Sentence transformers for the Danish Foundation Models Project.

## Training

Install the package from PyPI:

```bash
pip install dfm-sentence-transformers
```

You have to specify basic model and training parameters, as well as all the tasks/datasets the model should be trained on.

Here is an example of a config:
```
[model]
name="dfm-sentence-encoder-small-v1"
base_model="chcaa/dfm-encoder-small-v1"
device="cpu"

[training]
epochs=50
steps_per_epoch=500
warmup_steps=100
batch_size=64
wandb_project="dfm-sentence-transformers"
checkpoint_repo="checkpoints-dfm-sentence-encoder-small-v1"

[tasks]

[tasks.bornholmsk]
@tasks="multiple_negatives_ranking"
sentence1="da_bornholm"
sentence2="da"

[tasks.bornholmsk.dataset]
@loaders="load_dataset"
path="strombergnlp/bornholmsk_parallel"

```

Then you can train a sentence transformer by using the `finetune` command.

```bash
python3 -m dfm_sentence_trf finetune training.cfg -o "model/"
```

You can push the finetuned model to HuggingFace Hub:

```bash
python3 -m dfm_sentence_trf push_to_hub training.cfg --model_path "model/"
```

## Evaluation

You can evaluate trained models with the [Scandinavian Embedding Benchmark](https://kennethenevoldsen.github.io/scandinavian-embedding-benchmark/).

```bash
pip install seb
python3 -m seb "model/" "da"
```

## Tasks

You can add an arbitrary number of tasks to the model's config.
All tasks must have a unique name but their name is ignored in the actual training procedure.
Datasets of tasks with the same loss function are mixed together so that the model can learn them simultaneously in mixed batches.
The package comes with three default tasks you can use for different objectives:

### 1. Multiple Negatives Ranking
If you have a parallel corpus of sentences (paraphrase, translation, etc.) use this task.
Batches consist of positive sentence pairs, and negative samples are constructed by taking all non-matching pairs in a batch.

#### Parameters:

Param | Type | Description | Default
----- | ---- | ----------- | -------
sentence1 | str | Name of the first sentence column in the dataset. | -
sentence2 | str | Name of the second sentence column in the dataset. | -
scale | float | Output of similarity function is multiplied by scale value. | 20.0

```
[tasks.faroese]
@tasks="multiple_negatives_ranking"
sentence1="fo"
sentence2="da"

[tasks.faroese.dataset]
@loaders="load_dataset"
path="strombergnlp/itu_faroese_danish"

```

### 2. Cosine Similarity
Good for STS datasets.
Minimizes mean squared error of estimated and true sentence cosine similairites.

#### Parameters:

Param | Type | Description | Default
----- | ---- | ----------- | -------
sentence1 | str | Name of the first sentence column in the dataset. | -
sentence2 | str | Name of the second sentence column in the dataset. | -
similarity | str | Name of the gold standard similarity column. | -

```
[tasks.sts]
@tasks="cosine_similarity"
sentence1="sent1"
sentence2="sent1"
similarity="label"

[tasks.sts.dataset]
...
```

### 3. Softmax
Good for NLI datasets.
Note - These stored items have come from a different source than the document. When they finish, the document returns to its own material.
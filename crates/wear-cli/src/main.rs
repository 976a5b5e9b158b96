mod commands;

use anyhow::Result;
use commands::{CommandLine, Commands};

fn main() -> Result<()> {
    let commands = CommandLine::parse_args();

    wear_core::init()?;

    match commands.command {
        Commands::Classify { labels } => {
            for line in commands::classify_labels(&labels) {
                println!("{}", line);
            }
            Ok(())
        }
        Commands::Card { forecast, file } => {
            let body = commands::read_input(&file)?;
            println!("{}", commands::render_cards(&body, forecast)?);
            Ok(())
        }
        Commands::Config { city, unit, gender } => commands::show_config(city, unit, gender),
    }
}
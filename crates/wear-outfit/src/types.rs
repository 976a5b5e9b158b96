use chrono::NaiveDate;
use serde::{Deserialize, Serialize};

/// Temperature unit preference
#[derive(Debug, Clone, Copy, PartialEq, Eq, Serialize, Deserialize, Default)]
pub enum TemperatureUnit {
    #[default]
    C,
    F,
}

impl TemperatureUnit {
    /// Unit system name used by the upstream weather provider
    pub fn units_param(&self) -> &'static str {
        match self {
            Self::C => "metric",
            Self::F => "imperial",
        }
    }

    pub fn as_str(&self) -> &'static str {
        match self {
            Self::C => "C",
            Self::F => "F",
        }
    }
}

impl std::fmt::Display for TemperatureUnit {
    fn fmt(&self, f: &mut std::fmt::Formatter<'_>) -> std::fmt::Result {
        f.write_str(self.as_str())
    }
}

impl std::str::FromStr for TemperatureUnit {
    type Err = String;

    fn from_str(s: &str) -> Result<Self, Self::Err> {
        match s.trim().to_uppercase().as_str() {
            "C" => Ok(Self::C),
            "F" => Ok(Self::F),
            other => Err(format!("unknown temperature unit: {}", other)),
        }
    }
}

/// Wardrobe category the outfit API predicts for
#[derive(Debug, Clone, Copy, PartialEq, Eq, Serialize, Deserialize, Default)]
#[serde(rename_all = "lowercase")]
pub enum Gender {
    #[default]
    Male,
    Female,
    Baby,
}

impl Gender {
    pub fn as_str(&self) -> &'static str {
        match self {
            Self::Male => "male",
            Self::Female => "female",
            Self::Baby => "baby",
        }
    }
}

impl std::fmt::Display for Gender {
    fn fmt(&self, f: &mut std::fmt::Formatter<'_>) -> std::fmt::Result {
        f.write_str(self.as_str())
    }
}

impl std::str::FromStr for Gender {
    type Err = String;

    fn from_str(s: &str) -> Result<Self, Self::Err> {
        match s.trim().to_lowercase().as_str() {
            "male" => Ok(Self::Male),
            "female" => Ok(Self::Female),
            "baby" => Ok(Self::Baby),
            other => Err(format!("unknown wardrobe category: {}", other)),
        }
    }
}

/// One position in an outfit
#[derive(Debug, Clone, Copy, PartialEq, Eq, Hash)]
pub enum ClothingSlot {
    Topwear,
    Bottomwear,
    Footwear,
    Accessory,
}

impl ClothingSlot {
    /// Card display order
    pub const ALL: [ClothingSlot; 4] = [
        Self::Topwear,
        Self::Bottomwear,
        Self::Footwear,
        Self::Accessory,
    ];

    pub fn label(&self) -> &'static str {
        match self {
            Self::Topwear => "Top",
            Self::Bottomwear => "Bottom",
            Self::Footwear => "Shoes",
            Self::Accessory => "Accessory",
        }
    }
}

/// Garment labels predicted for one day
#[derive(Debug, Clone, Default, PartialEq, Eq, Serialize, Deserialize)]
#[serde(default)]
pub struct Outfit {
    pub topwear: String,
    pub bottomwear: String,
    pub footwear: String,
    pub accessory: String,
}

impl Outfit {
    pub fn piece(&self, slot: ClothingSlot) -> &str {
        match slot {
            ClothingSlot::Topwear => &self.topwear,
            ClothingSlot::Bottomwear => &self.bottomwear,
            ClothingSlot::Footwear => &self.footwear,
            ClothingSlot::Accessory => &self.accessory,
        }
    }
}

/// Response of `GET /outfit/{city}`
#[derive(Debug, Clone, Serialize, Deserialize)]
pub struct OutfitToday {
    pub temp: f64,
    pub humidity: u8,
    pub condition: String,
    #[serde(default)]
    pub unit: TemperatureUnit,
    #[serde(default)]
    pub outfit: Outfit,
    #[serde(default)]
    pub tip: String,
}

/// One element of `GET /forecast/{city}`
#[derive(Debug, Clone, Serialize, Deserialize)]
pub struct ForecastDay {
    pub day: String,
    pub date: NaiveDate,
    pub high: i32,
    pub low: i32,
    pub condition: String,
    #[serde(default)]
    pub unit: TemperatureUnit,
    #[serde(default)]
    pub outfit: Outfit,
    #[serde(default)]
    pub tip: String,
}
Uses softmax classification loss based on concatenated embeddings and their difference.
Beware that these tasks are never joined due to potentially different labeling schemes.

#### Parameters:

Param | Type | Description | Default
----- | ---- | ----------- | -------
sentence1 | str | Name of the first sentence column in the dataset. | -
sentence2 | str | Name of the second sentence column in the dataset. | -
label | str | Name of the label column in the dataset. | -

```
[tasks.nli]
@tasks="softmax"
sentence1="premise"
sentence2="hypothesis"
label="label"

[tasks.nli.dataset]
...
```

## Datasets

Datasets for each task are loaded with :hugs: `load_dataset()` function, but only the first argument, and a name are accepted.
You can use local or remote datasets, and they can be of any of the canonical file formats (JSON, JSONL, CSV, Parquet...).

```
...

[tasks.local.dataset]
@loaders="load_dataset"
path="local/dataset/file.jsonl"

...

[tasks.huggingface_hub.dataset]
@loaders="load_dataset"
path="username/dataset"
```